* [ENTRIES SUPPLIED]:
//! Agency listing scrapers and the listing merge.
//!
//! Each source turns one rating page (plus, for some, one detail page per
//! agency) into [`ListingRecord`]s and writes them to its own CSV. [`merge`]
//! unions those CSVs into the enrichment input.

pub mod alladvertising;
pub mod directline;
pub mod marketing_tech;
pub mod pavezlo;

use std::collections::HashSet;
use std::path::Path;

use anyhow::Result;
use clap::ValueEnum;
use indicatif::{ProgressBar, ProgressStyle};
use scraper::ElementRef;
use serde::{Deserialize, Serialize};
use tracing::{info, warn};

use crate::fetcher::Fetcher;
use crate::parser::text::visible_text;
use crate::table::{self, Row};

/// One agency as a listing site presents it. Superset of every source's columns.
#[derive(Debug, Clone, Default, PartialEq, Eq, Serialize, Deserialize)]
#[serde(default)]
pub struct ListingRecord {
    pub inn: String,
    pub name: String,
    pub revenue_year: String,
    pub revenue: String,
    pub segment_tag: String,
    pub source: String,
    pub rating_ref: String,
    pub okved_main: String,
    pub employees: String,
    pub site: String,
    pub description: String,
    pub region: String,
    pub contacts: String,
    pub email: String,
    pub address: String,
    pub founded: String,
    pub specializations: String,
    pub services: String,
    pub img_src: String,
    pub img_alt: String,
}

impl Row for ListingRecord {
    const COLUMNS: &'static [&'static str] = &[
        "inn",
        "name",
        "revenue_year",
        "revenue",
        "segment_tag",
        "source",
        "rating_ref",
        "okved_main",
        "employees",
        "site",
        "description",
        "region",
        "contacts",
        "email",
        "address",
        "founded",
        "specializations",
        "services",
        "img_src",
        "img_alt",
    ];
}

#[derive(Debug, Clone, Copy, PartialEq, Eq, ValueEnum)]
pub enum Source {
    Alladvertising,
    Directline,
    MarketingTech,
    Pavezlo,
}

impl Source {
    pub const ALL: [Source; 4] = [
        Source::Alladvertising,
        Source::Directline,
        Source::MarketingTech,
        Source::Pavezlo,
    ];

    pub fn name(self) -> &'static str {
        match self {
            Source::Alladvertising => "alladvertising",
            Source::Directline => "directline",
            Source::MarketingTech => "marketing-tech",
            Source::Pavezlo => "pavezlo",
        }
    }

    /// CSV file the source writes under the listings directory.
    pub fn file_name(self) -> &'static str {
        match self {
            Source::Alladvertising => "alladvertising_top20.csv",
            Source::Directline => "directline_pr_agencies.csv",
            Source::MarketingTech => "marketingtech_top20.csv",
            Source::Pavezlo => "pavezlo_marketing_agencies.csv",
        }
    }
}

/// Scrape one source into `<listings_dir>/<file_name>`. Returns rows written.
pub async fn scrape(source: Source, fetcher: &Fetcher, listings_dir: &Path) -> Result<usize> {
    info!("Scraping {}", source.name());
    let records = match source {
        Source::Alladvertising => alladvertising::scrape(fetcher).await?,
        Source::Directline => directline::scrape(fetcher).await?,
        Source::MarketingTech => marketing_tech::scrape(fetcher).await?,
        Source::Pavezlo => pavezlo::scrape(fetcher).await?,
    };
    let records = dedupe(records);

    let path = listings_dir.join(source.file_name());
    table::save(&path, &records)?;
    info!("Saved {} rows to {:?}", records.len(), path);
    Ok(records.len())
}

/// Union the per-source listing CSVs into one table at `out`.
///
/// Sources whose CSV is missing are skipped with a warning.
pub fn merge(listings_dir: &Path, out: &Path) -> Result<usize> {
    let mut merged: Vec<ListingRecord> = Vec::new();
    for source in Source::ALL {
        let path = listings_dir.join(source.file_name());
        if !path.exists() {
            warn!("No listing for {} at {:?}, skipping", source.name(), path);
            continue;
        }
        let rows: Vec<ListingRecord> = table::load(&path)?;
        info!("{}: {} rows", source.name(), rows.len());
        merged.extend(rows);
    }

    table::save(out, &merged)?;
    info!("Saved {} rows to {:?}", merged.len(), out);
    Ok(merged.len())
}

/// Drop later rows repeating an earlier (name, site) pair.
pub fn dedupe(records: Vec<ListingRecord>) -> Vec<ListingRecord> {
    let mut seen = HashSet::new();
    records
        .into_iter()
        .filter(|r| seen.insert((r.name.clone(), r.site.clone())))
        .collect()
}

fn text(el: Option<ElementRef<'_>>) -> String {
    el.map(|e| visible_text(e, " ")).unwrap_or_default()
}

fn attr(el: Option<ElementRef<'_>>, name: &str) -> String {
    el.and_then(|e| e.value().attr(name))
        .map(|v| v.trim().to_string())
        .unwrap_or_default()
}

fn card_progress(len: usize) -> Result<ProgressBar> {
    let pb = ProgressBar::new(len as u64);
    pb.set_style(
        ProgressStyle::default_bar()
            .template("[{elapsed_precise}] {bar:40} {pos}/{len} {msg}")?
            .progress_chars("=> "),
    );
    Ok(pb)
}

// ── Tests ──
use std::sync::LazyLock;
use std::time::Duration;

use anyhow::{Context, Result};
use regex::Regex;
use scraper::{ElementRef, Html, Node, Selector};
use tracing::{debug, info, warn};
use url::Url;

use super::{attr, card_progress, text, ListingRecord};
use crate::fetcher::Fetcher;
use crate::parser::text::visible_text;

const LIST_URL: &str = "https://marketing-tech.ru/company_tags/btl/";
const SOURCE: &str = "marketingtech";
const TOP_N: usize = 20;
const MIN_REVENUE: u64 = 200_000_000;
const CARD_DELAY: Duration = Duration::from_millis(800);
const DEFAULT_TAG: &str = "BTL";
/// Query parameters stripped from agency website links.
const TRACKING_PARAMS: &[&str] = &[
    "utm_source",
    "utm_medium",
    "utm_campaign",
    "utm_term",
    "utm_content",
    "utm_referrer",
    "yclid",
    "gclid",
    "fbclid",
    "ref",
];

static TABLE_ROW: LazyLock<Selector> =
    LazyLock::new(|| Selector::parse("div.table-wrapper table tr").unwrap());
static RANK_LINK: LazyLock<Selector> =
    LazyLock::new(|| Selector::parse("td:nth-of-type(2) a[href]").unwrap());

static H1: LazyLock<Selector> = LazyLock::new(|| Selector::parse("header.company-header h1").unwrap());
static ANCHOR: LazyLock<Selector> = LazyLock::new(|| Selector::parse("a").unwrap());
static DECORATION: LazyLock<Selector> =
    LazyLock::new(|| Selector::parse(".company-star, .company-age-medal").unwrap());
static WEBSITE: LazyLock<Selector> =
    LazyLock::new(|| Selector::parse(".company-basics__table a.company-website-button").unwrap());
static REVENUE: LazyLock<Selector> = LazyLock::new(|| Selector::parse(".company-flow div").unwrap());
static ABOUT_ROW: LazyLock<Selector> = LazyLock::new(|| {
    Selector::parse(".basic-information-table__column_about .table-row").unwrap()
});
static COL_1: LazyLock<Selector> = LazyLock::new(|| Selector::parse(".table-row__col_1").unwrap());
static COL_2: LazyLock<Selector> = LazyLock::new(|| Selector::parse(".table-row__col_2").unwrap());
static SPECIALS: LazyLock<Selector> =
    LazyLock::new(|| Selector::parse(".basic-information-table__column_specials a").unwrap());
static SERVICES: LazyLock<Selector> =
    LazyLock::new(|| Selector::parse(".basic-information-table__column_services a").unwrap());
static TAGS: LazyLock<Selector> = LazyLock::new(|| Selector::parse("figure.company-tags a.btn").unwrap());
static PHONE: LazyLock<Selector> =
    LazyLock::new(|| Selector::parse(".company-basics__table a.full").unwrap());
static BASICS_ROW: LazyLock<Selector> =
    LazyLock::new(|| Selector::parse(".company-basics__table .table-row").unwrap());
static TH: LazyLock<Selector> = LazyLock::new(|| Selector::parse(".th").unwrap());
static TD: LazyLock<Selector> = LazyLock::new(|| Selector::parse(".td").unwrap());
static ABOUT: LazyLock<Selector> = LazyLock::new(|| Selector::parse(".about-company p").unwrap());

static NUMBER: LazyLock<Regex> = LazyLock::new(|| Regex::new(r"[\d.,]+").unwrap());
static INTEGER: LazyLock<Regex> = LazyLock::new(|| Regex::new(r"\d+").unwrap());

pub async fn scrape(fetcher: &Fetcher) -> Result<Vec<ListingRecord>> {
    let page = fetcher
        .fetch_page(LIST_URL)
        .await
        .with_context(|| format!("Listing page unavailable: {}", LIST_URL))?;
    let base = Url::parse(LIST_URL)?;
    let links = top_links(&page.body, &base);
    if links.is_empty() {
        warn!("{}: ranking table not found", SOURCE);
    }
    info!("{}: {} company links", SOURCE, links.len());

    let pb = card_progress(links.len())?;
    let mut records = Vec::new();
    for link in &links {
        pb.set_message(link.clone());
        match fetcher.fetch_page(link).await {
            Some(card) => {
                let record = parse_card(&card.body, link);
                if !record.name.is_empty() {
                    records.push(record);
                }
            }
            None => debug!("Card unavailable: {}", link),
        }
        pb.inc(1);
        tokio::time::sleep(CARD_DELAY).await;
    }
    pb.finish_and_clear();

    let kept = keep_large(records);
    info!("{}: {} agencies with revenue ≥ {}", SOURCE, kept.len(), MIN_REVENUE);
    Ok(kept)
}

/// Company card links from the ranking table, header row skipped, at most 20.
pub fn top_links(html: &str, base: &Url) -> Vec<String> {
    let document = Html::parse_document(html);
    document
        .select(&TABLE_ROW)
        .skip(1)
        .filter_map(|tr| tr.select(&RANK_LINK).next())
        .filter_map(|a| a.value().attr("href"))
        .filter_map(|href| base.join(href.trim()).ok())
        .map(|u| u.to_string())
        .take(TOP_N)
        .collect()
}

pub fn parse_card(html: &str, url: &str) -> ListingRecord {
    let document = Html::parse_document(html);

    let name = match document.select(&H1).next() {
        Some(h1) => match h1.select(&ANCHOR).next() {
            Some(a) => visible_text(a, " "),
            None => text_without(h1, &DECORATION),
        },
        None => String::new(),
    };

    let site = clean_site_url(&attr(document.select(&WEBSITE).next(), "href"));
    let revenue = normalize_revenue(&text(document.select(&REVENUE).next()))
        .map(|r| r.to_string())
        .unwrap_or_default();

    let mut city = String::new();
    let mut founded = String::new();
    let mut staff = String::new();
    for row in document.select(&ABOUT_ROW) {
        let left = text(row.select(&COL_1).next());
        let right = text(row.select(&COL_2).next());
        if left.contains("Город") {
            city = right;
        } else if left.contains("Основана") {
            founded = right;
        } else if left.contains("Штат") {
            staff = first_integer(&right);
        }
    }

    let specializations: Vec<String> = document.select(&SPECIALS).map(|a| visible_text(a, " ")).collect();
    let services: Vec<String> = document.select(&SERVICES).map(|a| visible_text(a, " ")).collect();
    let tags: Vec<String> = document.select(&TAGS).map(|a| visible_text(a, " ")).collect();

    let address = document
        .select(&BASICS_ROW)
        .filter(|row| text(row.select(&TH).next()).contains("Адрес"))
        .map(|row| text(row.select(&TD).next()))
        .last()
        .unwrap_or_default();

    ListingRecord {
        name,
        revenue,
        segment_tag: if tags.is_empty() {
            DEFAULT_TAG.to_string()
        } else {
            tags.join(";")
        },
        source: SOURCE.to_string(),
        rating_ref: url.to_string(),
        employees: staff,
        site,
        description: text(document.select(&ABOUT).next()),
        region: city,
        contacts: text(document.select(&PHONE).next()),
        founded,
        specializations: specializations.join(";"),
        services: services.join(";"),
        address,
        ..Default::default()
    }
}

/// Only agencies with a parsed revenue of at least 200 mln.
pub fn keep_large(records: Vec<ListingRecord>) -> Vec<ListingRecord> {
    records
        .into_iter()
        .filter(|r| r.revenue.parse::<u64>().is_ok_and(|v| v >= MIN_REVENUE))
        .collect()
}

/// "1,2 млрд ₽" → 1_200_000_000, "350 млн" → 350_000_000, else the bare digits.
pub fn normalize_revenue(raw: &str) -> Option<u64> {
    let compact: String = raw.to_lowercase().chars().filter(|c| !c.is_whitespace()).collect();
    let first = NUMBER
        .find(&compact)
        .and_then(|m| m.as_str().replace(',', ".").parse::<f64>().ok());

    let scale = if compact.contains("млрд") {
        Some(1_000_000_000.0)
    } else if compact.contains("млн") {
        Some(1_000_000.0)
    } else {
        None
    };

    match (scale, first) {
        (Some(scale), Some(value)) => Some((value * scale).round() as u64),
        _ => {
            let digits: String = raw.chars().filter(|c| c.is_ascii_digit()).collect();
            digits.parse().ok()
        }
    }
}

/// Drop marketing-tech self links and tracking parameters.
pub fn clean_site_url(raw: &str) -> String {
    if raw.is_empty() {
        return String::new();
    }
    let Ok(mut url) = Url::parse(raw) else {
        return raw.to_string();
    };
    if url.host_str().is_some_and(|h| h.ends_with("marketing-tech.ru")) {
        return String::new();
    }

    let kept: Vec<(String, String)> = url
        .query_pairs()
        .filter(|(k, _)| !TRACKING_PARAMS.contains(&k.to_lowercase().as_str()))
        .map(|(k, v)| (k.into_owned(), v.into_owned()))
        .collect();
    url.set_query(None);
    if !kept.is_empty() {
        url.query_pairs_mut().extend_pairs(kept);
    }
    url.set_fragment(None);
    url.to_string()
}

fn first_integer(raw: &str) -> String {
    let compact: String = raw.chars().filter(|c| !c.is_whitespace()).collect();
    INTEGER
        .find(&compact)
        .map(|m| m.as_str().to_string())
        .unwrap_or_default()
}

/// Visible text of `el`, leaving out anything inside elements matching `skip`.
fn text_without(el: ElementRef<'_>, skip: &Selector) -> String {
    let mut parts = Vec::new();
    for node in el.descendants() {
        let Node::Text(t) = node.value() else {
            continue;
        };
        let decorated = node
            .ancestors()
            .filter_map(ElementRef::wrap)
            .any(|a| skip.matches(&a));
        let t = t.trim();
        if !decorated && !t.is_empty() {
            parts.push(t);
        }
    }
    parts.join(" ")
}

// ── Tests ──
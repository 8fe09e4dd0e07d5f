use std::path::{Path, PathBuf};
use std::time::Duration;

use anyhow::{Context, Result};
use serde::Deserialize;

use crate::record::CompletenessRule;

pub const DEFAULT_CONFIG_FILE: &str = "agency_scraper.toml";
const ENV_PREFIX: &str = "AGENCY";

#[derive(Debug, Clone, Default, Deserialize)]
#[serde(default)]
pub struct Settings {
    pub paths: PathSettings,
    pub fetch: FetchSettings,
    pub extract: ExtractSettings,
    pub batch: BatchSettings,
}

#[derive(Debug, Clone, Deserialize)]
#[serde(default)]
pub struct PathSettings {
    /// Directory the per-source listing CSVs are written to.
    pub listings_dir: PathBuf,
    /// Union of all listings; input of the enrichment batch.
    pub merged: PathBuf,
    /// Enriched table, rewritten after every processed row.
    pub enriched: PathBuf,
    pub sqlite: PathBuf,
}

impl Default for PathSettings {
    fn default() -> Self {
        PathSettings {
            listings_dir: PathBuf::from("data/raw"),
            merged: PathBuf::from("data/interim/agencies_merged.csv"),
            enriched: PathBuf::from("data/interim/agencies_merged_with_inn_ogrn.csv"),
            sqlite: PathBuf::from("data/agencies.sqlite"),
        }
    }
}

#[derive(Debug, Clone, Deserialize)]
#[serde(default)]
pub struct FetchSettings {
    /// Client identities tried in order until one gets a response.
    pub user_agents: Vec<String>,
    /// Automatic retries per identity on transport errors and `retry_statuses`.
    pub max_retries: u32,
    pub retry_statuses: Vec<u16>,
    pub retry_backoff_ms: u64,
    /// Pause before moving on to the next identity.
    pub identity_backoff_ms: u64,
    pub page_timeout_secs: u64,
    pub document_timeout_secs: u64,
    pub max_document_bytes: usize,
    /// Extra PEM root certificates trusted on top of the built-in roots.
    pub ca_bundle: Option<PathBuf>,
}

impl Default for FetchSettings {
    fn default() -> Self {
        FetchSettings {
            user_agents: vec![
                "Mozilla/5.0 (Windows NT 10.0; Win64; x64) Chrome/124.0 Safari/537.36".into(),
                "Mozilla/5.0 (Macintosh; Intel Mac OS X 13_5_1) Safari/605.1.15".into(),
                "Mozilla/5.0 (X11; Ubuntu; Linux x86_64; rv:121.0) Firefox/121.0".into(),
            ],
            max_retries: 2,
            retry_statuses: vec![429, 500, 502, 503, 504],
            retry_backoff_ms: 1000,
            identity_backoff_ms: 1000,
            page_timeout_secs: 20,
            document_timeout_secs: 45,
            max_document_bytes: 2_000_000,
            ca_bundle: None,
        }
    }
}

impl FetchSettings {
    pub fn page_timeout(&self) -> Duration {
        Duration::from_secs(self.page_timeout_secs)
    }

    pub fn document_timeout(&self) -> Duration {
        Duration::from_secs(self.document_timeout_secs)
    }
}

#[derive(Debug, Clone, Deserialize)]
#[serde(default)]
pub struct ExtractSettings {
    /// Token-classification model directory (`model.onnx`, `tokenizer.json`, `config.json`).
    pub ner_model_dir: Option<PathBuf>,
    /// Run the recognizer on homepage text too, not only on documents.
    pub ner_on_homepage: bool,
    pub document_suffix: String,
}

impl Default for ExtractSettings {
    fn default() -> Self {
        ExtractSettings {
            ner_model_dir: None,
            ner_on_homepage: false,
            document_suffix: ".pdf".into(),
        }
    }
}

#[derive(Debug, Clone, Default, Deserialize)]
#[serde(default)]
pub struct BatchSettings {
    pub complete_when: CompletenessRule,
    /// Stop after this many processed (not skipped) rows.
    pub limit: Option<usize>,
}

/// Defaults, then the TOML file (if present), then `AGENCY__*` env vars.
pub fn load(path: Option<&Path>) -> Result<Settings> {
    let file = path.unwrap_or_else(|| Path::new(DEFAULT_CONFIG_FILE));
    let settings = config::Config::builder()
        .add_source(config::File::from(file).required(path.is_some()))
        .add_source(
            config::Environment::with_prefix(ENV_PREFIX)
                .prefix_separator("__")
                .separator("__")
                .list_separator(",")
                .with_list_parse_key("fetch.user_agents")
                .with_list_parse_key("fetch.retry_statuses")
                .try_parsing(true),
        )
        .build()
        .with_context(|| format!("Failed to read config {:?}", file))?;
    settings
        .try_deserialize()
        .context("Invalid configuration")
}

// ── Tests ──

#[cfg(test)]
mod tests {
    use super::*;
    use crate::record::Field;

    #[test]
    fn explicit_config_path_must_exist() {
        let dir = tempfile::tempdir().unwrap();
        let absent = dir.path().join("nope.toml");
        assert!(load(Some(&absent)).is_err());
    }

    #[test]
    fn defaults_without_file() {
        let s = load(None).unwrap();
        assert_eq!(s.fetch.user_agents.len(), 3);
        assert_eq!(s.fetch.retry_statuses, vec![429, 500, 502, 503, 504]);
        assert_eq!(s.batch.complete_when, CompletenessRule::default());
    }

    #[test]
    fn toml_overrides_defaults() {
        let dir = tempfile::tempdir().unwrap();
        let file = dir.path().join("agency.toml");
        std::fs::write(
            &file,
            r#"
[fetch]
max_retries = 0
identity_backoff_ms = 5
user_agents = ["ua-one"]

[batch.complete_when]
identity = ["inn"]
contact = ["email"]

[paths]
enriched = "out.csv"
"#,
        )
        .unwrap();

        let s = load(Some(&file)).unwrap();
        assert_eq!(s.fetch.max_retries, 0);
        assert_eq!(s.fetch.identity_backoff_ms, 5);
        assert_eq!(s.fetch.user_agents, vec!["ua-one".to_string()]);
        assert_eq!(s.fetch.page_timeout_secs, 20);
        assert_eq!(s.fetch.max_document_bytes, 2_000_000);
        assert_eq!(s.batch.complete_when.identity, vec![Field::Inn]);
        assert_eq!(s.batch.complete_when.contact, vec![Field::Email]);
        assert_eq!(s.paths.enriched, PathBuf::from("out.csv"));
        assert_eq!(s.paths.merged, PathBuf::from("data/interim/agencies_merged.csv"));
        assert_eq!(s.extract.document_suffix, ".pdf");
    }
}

* [TASK ITEM]: Give only the number of lines in the material above that include the word "DECORATION".

* [EXPECTED OUTPUT]: 2